- _Brief_:
Would you please retype, exactly, the lines of the listing below between the line with "let tasks = state.db.list_tasks(holding_id)?;" and the line with "use reminder_core::db::TemplatePolicy;", inclusive?

- _Records for the task_:
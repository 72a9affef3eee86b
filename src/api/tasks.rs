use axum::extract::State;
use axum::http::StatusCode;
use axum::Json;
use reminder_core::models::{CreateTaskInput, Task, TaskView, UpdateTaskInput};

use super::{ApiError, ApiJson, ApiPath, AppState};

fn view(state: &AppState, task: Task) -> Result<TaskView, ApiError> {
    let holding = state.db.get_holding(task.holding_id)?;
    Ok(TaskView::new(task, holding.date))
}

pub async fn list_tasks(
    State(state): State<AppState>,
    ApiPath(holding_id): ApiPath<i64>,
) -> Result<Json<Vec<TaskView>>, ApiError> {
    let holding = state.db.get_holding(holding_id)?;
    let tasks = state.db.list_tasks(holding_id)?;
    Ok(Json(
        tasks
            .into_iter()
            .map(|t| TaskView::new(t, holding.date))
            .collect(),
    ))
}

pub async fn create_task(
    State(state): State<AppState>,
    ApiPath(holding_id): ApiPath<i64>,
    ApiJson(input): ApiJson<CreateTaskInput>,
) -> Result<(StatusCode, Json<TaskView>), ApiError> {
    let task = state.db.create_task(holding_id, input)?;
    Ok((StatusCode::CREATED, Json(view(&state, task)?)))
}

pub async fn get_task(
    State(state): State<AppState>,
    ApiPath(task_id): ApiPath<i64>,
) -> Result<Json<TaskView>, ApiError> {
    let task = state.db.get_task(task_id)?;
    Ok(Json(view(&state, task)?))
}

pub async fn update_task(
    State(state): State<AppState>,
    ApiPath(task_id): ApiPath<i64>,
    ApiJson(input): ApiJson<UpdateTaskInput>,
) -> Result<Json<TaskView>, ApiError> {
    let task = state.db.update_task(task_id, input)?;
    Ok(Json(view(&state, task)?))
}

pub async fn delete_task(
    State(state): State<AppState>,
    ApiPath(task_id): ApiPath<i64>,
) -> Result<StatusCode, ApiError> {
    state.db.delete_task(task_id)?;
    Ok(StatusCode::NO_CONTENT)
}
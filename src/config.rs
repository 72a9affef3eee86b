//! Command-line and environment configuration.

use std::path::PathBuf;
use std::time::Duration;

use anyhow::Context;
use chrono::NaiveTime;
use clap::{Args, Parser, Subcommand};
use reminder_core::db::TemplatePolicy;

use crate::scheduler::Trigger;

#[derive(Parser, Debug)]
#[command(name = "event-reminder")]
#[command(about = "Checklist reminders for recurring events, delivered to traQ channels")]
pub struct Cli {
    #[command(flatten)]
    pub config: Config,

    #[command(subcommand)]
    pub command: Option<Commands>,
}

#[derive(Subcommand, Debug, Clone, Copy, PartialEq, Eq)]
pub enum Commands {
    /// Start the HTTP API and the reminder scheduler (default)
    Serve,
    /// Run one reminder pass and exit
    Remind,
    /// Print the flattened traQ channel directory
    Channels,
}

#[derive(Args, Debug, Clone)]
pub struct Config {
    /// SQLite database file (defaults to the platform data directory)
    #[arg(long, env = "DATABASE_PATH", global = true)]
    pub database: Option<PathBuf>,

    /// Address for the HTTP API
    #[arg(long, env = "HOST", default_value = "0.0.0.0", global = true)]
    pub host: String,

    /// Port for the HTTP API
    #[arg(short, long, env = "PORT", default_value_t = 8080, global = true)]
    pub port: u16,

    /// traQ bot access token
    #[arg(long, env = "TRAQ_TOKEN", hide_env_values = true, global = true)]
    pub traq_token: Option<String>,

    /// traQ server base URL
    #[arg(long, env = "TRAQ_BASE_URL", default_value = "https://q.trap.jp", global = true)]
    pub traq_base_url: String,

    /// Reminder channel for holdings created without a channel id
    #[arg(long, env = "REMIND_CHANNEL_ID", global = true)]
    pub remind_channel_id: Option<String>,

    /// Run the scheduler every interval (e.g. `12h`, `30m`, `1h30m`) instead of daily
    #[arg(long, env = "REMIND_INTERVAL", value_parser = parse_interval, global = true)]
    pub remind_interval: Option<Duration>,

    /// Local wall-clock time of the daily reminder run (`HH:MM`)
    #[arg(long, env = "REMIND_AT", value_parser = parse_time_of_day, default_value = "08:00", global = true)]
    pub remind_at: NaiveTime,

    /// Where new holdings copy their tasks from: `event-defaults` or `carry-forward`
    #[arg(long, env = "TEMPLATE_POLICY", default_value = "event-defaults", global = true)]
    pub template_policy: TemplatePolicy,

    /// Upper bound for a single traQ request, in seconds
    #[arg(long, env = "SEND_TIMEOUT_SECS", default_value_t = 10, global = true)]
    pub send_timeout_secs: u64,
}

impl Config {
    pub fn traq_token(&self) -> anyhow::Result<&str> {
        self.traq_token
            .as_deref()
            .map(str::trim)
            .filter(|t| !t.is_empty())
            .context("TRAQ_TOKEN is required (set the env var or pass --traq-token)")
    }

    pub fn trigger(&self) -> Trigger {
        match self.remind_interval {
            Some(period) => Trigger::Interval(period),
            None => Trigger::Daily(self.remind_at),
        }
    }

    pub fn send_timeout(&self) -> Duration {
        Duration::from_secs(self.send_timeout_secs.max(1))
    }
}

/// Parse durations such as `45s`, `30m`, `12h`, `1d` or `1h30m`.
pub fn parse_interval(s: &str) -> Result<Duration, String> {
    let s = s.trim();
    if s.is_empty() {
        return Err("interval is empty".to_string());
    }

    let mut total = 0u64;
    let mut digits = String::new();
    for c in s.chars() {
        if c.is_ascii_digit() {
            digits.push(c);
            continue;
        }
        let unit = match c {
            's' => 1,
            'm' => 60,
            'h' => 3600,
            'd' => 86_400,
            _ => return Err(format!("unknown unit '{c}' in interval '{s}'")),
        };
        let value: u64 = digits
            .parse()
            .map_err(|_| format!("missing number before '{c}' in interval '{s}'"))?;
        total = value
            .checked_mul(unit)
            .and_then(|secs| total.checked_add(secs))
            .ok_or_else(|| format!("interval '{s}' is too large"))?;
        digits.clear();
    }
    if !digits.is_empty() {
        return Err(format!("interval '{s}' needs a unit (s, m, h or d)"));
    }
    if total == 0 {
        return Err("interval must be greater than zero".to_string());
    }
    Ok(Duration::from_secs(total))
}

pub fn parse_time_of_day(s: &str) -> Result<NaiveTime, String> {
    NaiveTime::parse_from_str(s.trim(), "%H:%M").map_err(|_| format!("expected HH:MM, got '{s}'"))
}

- _Answer to this exercise_:
    let tasks = state.db.list_tasks(holding_id)?;
    Ok(Json(
        tasks
            .into_iter()
            .map(|t| TaskView::new(t, holding.date))
            .collect(),
    ))
}

pub async fn create_task(
    State(state): State<AppState>,
    ApiPath(holding_id): ApiPath<i64>,
    ApiJson(input): ApiJson<CreateTaskInput>,
) -> Result<(StatusCode, Json<TaskView>), ApiError> {
    let task = state.db.create_task(holding_id, input)?;
    Ok((StatusCode::CREATED, Json(view(&state, task)?)))
}

pub async fn get_task(
    State(state): State<AppState>,
    ApiPath(task_id): ApiPath<i64>,
) -> Result<Json<TaskView>, ApiError> {
    let task = state.db.get_task(task_id)?;
    Ok(Json(view(&state, task)?))
}

pub async fn update_task(
    State(state): State<AppState>,
    ApiPath(task_id): ApiPath<i64>,
    ApiJson(input): ApiJson<UpdateTaskInput>,
) -> Result<Json<TaskView>, ApiError> {
    let task = state.db.update_task(task_id, input)?;
    Ok(Json(view(&state, task)?))
}

pub async fn delete_task(
    State(state): State<AppState>,
    ApiPath(task_id): ApiPath<i64>,
) -> Result<StatusCode, ApiError> {
    state.db.delete_task(task_id)?;
    Ok(StatusCode::NO_CONTENT)
}
filename src/config.rs
repository 72a9affef3eee86b
//! Command-line and environment configuration.

use std::path::PathBuf;
use std::time::Duration;

use anyhow::Context;
use chrono::NaiveTime;
use clap::{Args, Parser, Subcommand};
use reminder_core::db::TemplatePolicy;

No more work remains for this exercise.